Exercise goal: State how many lines in the listing below contain the word "service", and write nothing else.

•••••

//! rx-core: Core abstractions and configuration for rexec
//!
//! This crate provides the shared domain types, error taxonomy, transport
//! traits, credential storage, and configuration used by the client library
//! and the CLI.

pub mod config;
pub mod credentials;
pub mod error;
pub mod traits;
pub mod types;

pub use credentials::{CredentialStore, FileCredentialStore, MemoryCredentialStore};
pub use error::{ClientError, ConfigError, CredentialError, ErrorKind, Precondition, TransportError};
pub use types::{
    Credentials, LastError, PendingDeployment, PendingExecution, Phase, Session, SessionView,
};

pub use rx_protocol::{ConnectionId, Executable, ExecutableId, ExecutionOutput};
//! Protocol error types

use thiserror::Error;

/// Errors that can occur during protocol operations
#[derive(Error, Debug)]
pub enum ProtocolError {
    /// Message could not be encoded or decoded
    #[error("JSON error: {0}")]
    Json(#[from] serde_json::Error),

    /// Argument contains the delimiter and cannot be represented on the wire
    #[error("Argument {index} contains the reserved delimiter '{delimiter}': {arg:?}")]
    UnencodableArgument {
        index: usize,
        arg: String,
        delimiter: char,
    },
}
//! Deploy command implementation

use std::path::Path;

use anyhow::{Context, Result};
use bytes::Bytes;

use crate::client::{open_client, require_session, ClientOptions};
use crate::output::{print_info, print_success};

/// Upload `file` as a new executable named `name` (defaults to the file name)
pub async fn deploy_command(options: &ClientOptions, file: &Path, name: Option<&str>) -> Result<()> {
    let name = match name {
        Some(name) => name.to_string(),
        None => file
            .file_name()
            .map(|n| n.to_string_lossy().into_owned())
            .with_context(|| format!("Cannot derive a name from {:?}; pass --name", file))?,
    };

    let payload = tokio::fs::read(file)
        .await
        .with_context(|| format!("Failed to read {:?}", file))?;

    let client = open_client(options).await?;
    if let Err(e) = require_session(&client.view()) {
        client.close().await;
        return Err(e);
    }

    print_info(&format!("Uploading {} ({} bytes)...", name, payload.len()));
    let result = client
        .handle
        .deploy_and_wait(&name, Bytes::from(payload), client.config.reply_timeout)
        .await;
    client.close().await;

    let executable = result?;
    print_success(&format!("Deployed {} as {}", executable.name, executable.id));
    Ok(())
}
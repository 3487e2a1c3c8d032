//! Configuration management for rexec

mod client;

pub use client::{ClientConfig, DEFAULT_DEPLOY_URL, DEFAULT_SERVER_URL};

use crate::error::ConfigError;
use std::path::{Path, PathBuf};

/// Get the default configuration directory
pub fn default_config_dir() -> PathBuf {
    dirs::config_dir()
        .unwrap_or_else(|| PathBuf::from("."))
        .join("rexec")
}

/// Get the default configuration file path
pub fn default_config_path() -> PathBuf {
    default_config_dir().join("config.toml")
}

/// Get the default location of the file-backed credential cache
pub fn default_credential_path() -> PathBuf {
    dirs::data_local_dir()
        .map(|dir| dir.join("rexec"))
        .unwrap_or_else(default_config_dir)
        .join("session.json")
}

/// Load configuration from a file
pub fn load_config<T: serde::de::DeserializeOwned>(path: &Path) -> Result<T, ConfigError> {
    if !path.exists() {
        return Err(ConfigError::NotFound(path.to_path_buf()));
    }

    let content = std::fs::read_to_string(path)
        .map_err(|e| ConfigError::Invalid(format!("Failed to read config: {}", e)))?;

    let config: T = toml::from_str(&content)?;
    Ok(config)
}

/// Save configuration to a file
pub fn save_config<T: serde::Serialize>(path: &Path, config: &T) -> Result<(), ConfigError> {
    let content = toml::to_string_pretty(config)?;

    if let Some(parent) = path.parent() {
        std::fs::create_dir_all(parent)
            .map_err(|e| ConfigError::Invalid(format!("Failed to create config dir: {}", e)))?;
    }

    std::fs::write(path, content)
        .map_err(|e| ConfigError::Invalid(format!("Failed to write config: {}", e)))?;

    Ok(())
}

/// Load the client configuration, falling back to defaults when the file is absent
pub fn load_or_default(path: &Path) -> Result<ClientConfig, ConfigError> {
    match load_config::<ClientConfig>(path) {
        Ok(config) => {
            config.validate()?;
            Ok(config)
        }
        Err(ConfigError::NotFound(_)) => {
            tracing::debug!("No config at {:?}, using defaults", path);
            Ok(ClientConfig::default())
        }
        Err(e) => Err(e),
    }
}

#[cfg(test)]
mod tests {
    use super::*;
    use tempfile::tempdir;

    #[test]
    fn test_save_and_load_roundtrip() {
        let dir = tempdir().expect("Failed to create temp dir");
        let path = dir.path().join("config.toml");

        let mut config = ClientConfig::default();
        config.server_url = "ws://example.test:9000/service/ws".to_string();
        save_config(&path, &config).unwrap();

        let loaded: ClientConfig = load_config(&path).unwrap();
        assert_eq!(loaded.server_url, "ws://example.test:9000/service/ws");
        assert_eq!(loaded.deploy_url, DEFAULT_DEPLOY_URL);
    }

    #[test]
    fn test_load_missing_is_not_found() {
        let dir = tempdir().expect("Failed to create temp dir");
        let result = load_config::<ClientConfig>(&dir.path().join("missing.toml"));
        assert!(matches!(result, Err(ConfigError::NotFound(_))));
    }

    #[test]
    fn test_load_or_default_without_file() {
        let dir = tempdir().expect("Failed to create temp dir");
        let config = load_or_default(&dir.path().join("missing.toml")).unwrap();
        assert_eq!(config.server_url, DEFAULT_SERVER_URL);
    }

    #[test]
    fn test_load_or_default_rejects_invalid() {
        let dir = tempdir().expect("Failed to create temp dir");
        let path = dir.path().join("config.toml");
        std::fs::write(&path, "server_url = \"http://wrong-scheme\"\n").unwrap();

        assert!(matches!(
            load_or_default(&path),
            Err(ConfigError::Invalid(_))
        ));
    }
}
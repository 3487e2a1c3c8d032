//! Identifier types
//!
//! The backend treats identifiers as opaque. Depending on the deployment they
//! arrive as JSON strings or numbers, so both forms are accepted and kept as
//! their string representation.

use serde::{Deserialize, Deserializer, Serialize};
use std::fmt;

/// Identity assigned by the backend to a single live connection
#[derive(Debug, Clone, PartialEq, Eq, Hash, Serialize, Deserialize)]
#[serde(transparent)]
pub struct ConnectionId(#[serde(deserialize_with = "string_or_number")] pub String);

/// Identifier of a deployed executable
#[derive(Debug, Clone, PartialEq, Eq, Hash, Serialize, Deserialize)]
#[serde(transparent)]
pub struct ExecutableId(#[serde(deserialize_with = "string_or_number")] pub String);

macro_rules! impl_id {
    ($name:ident) => {
        impl $name {
            /// Create a new identifier
            pub fn new(id: impl Into<String>) -> Self {
                Self(id.into())
            }

            /// Get the raw identifier string
            pub fn as_str(&self) -> &str {
                &self.0
            }
        }

        impl fmt::Display for $name {
            fn fmt(&self, f: &mut fmt::Formatter<'_>) -> fmt::Result {
                write!(f, "{}", self.0)
            }
        }

        impl From<String> for $name {
            fn from(s: String) -> Self {
                Self(s)
            }
        }

        impl From<&str> for $name {
            fn from(s: &str) -> Self {
                Self(s.to_string())
            }
        }
    };
}

impl_id!(ConnectionId);
impl_id!(ExecutableId);

/// Accept either a JSON string or a JSON number
pub(crate) fn string_or_number<'de, D>(deserializer: D) -> Result<String, D::Error>
where
    D: Deserializer<'de>,
{
    #[derive(Deserialize)]
    #[serde(untagged)]
    enum Raw {
        Str(String),
        Num(serde_json::Number),
    }

    Ok(match Raw::deserialize(deserializer)? {
        Raw::Str(s) => s,
        Raw::Num(n) => n.to_string(),
    })
}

•••••

Final answer: 2